New jobless claims fell for a fifth consecutive week to reach a new 14-month low as fewer and fewer Americans become newly unemployed during the recovery out of the COVID-19 pandemic.
The Department of Labor released its weekly report on new jobless claims Thursday, and here are its main metrics as compared to consensus data compiled by Bloomberg:
Initial jobless claims, week ended May 29: 385,000 vs. 387,000 expected, and a downwardly revised 405,000 last week
Continuing claims, week ended May 22: 3.8 million vs. 3.6 million expected, and a downwardly revised 3.6 million last week
New jobless claims fell below 400,000 for the first time since the start of the pandemic in the U.S., bringing new filings within striking distance of their pre-pandemic weekly rate. New claims were averaging just over 200,000 per week throughout 2019.

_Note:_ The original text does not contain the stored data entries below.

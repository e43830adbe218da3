use anyhow::{anyhow, Context, Result};
use hashcheck_core::config::OutputFormat;
use hashcheck_core::report::Level;
use hashcheck_core::services::{CheckReport, CheckRequest, CheckRunner, ManifestSource};
use tracing::debug;

use crate::commands::{absolute_path, load_cli_config, validate_binary_kind};
use crate::sha256_file;

/// Arguments for the `check` command, as collected by the CLI.
#[derive(Debug, Clone, Default)]
pub struct CheckArgs {
    pub manifest: String,
    pub binary: Option<String>,
    pub kind: Option<String>,
    pub json: bool,
    pub config: Option<String>,
}

/// Run the hashing check and print the report.
///
/// Returns `true` when the binary is within policy, i.e. there are no error
/// findings (and no warnings when the config asks to fail on them).
pub fn check_command(args: &CheckArgs) -> Result<bool> {
    let config = load_cli_config(args.config.as_deref())?;
    let kind = args.kind.as_deref().map(validate_binary_kind).transpose()?;

    let manifest_path = absolute_path(&args.manifest)?;
    let binary_path = args.binary.as_deref().map(absolute_path).transpose()?;
    let binary_hash = match &binary_path {
        Some(path) if path.is_file() => Some(sha256_file(path)?),
        Some(path) => return Err(anyhow!("Binary file does not exist: {}", path.display())),
        None => None,
    };

    let request = CheckRequest { debug_info_path: manifest_path, binary_path, kind, binary_hash };
    debug!(
        manifest = %request.debug_info_path.display(),
        kind = request.kind.map(|k| k.as_str()).unwrap_or("auto"),
        format = ?config.format,
        "running source hashing check"
    );
    let runner = CheckRunner { source: &ManifestSource };
    let report = runner
        .run(&request)
        .with_context(|| format!("Failed to check {}", request.debug_info_path.display()))?;

    if args.json || config.format == OutputFormat::Json {
        println!("{}", serde_json::to_string_pretty(&report)?);
    } else {
        print_report(&report);
    }

    let failed = report.has_errors() || (config.fail_on_warnings && report.has_warnings());
    Ok(!failed)
}

/// Human-readable rendering: one block per finding.
pub fn print_report(report: &CheckReport) {
    println!("hashcheck v{}", hashcheck_core::version());
    println!("Target: {} ({})", report.target, report.kind.as_str());
    if let Some(hash) = &report.binary_hash {
        println!("SHA-256: {}", hash);
    }
    for finding in &report.findings {
        println!();
        println!("{} {} [{}]", finding.rule_id, report.rule_name, finding.level.as_str());
        println!("{}", finding.message);
    }
    println!();
    println!("Result: {}", summary_label(report.worst_level()));
}

fn summary_label(level: Level) -> &'static str {
    match level {
        Level::Pass => "PASS",
        Level::Warning => "WARN",
        Level::Error => "FAIL",
    }
}
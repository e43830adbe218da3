use anyhow::Result;
use hashcheck_core::report::RuleDescriptor;

/// Print the rule descriptor.
pub fn rule_info_command(json: bool) -> Result<()> {
    let rule = RuleDescriptor::current();

    if json {
        println!("{}", serde_json::to_string_pretty(&rule)?);
        return Ok(());
    }

    println!("Rule: {} ({})", rule.id, rule.name);
    println!("Options: (none)");
    println!();
    println!("{}", rule.description);

    Ok(())
}
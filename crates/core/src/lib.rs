//! hashcheck-core
//!
//! Core library for checking that the source files compiled into a binary were
//! fingerprinted with a secure hashing algorithm (SHA-256), as recorded in the
//! binary's debug information.
//!
//! This crate defines the debug-info data model, the pure classification and
//! report-shaping logic, the seam for debug-info readers, and binary-kind
//! detection. Parsing PDBs and emitting results are left to collaborators so
//! the decision logic stays fully testable and reusable from multiple frontends.

pub mod analysis;
pub mod config;
pub mod model;
pub mod report;
pub mod services;

/// Returns the library version as encoded at compile time.
///
/// Useful for tests and for frontends to report consistent version info.
pub fn version() -> &'static str {
    env!("CARGO_PKG_VERSION")
}
//! Binary-kind detection for PE images.
//!
//! Decides whether an image is native, IL-only managed, or mixed-mode by
//! looking at the CLR runtime header and its COR20 flags.

use goblin::pe::PE;
use thiserror::Error;

use crate::model::BinaryKind;

/// `COMIMAGE_FLAGS_ILONLY` in the COR20 header.
pub const COMIMAGE_FLAGS_ILONLY: u32 = 0x0000_0001;

/// Raw data pointers are rounded down to this boundary by the loader.
const MIN_FILE_ALIGNMENT_MASK: u32 = 0x1ff;

/// Offset of the `Flags` field inside the COR20 header.
const COR20_FLAGS_OFFSET: usize = 16;

#[derive(Debug, Error)]
pub enum ProbeError {
    #[error("Not a PE image: {0}")]
    NotPe(String),
    #[error("Malformed CLR header: {0}")]
    Malformed(String),
}

/// Minimal view of a section header used for RVA translation.
#[derive(Debug, Clone, Copy, PartialEq, Eq)]
pub struct SectionSpan {
    pub virtual_address: u32,
    pub virtual_size: u32,
    pub pointer_to_raw_data: u32,
    pub size_of_raw_data: u32,
}

/// Translate a relative virtual address into a file offset.
pub fn rva_to_offset(rva: u32, sections: &[SectionSpan]) -> Option<usize> {
    sections.iter().find_map(|sec| {
        let extent = sec.virtual_size.max(sec.size_of_raw_data);
        let start = sec.virtual_address;
        let end = start.checked_add(extent)?;
        if rva < start || rva >= end {
            return None;
        }
        let delta = rva - start;
        if delta >= sec.size_of_raw_data {
            return None;
        }
        let raw_start = sec.pointer_to_raw_data & !MIN_FILE_ALIGNMENT_MASK;
        Some(raw_start as usize + delta as usize)
    })
}

/// Read the COR20 `Flags` field from a header located at `offset`.
pub fn cor20_flags(bytes: &[u8], offset: usize) -> Result<u32, ProbeError> {
    let start = offset
        .checked_add(COR20_FLAGS_OFFSET)
        .ok_or_else(|| ProbeError::Malformed("header offset overflows".into()))?;
    let raw = bytes.get(start..start.saturating_add(4)).ok_or_else(|| {
        ProbeError::Malformed(format!("COR20 header at {offset:#x} is truncated"))
    })?;
    Ok(u32::from_le_bytes([raw[0], raw[1], raw[2], raw[3]]))
}

/// Classify COR20 flags: IL-only images are managed, the rest mixed-mode.
pub fn kind_from_cor20_flags(flags: u32) -> BinaryKind {
    if flags & COMIMAGE_FLAGS_ILONLY != 0 {
        BinaryKind::Managed
    } else {
        BinaryKind::Mixed
    }
}

/// Detect the binary kind of a PE image.
pub fn probe_binary_kind(bytes: &[u8]) -> Result<BinaryKind, ProbeError> {
    let pe = PE::parse(bytes).map_err(|e| ProbeError::NotPe(e.to_string()))?;
    let Some(optional) = pe.header.optional_header.as_ref() else {
        return Ok(BinaryKind::Native);
    };
    let Some(clr) = optional.data_directories.get_clr_runtime_header() else {
        return Ok(BinaryKind::Native);
    };
    if clr.virtual_address == 0 || clr.size == 0 {
        return Ok(BinaryKind::Native);
    }

    let sections: Vec<SectionSpan> = pe
        .sections
        .iter()
        .map(|s| SectionSpan {
            virtual_address: s.virtual_address,
            virtual_size: s.virtual_size,
            pointer_to_raw_data: s.pointer_to_raw_data,
            size_of_raw_data: s.size_of_raw_data,
        })
        .collect();
    let offset = rva_to_offset(clr.virtual_address, &sections).ok_or_else(|| {
        ProbeError::Malformed(format!(
            "CLR header RVA {:#x} is not backed by any section",
            clr.virtual_address
        ))
    })?;

    Ok(kind_from_cor20_flags(cor20_flags(bytes, offset)?))
}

As has been the case for the past several weeks, most states reported declines in new filings during the week ended May 29. The decreases were led by Texas, with a drop of nearly 3,000 new claims, on an unadjusted basis. Oregon and Florida also saw new claims fall by more than 2,000 last week.
Some states did post notable increases in unadjusted new claims, however, including Pennsylvania with a rise of more than 7,000. California, Illinois and Kentucky followed with increases of more than 3,000 each.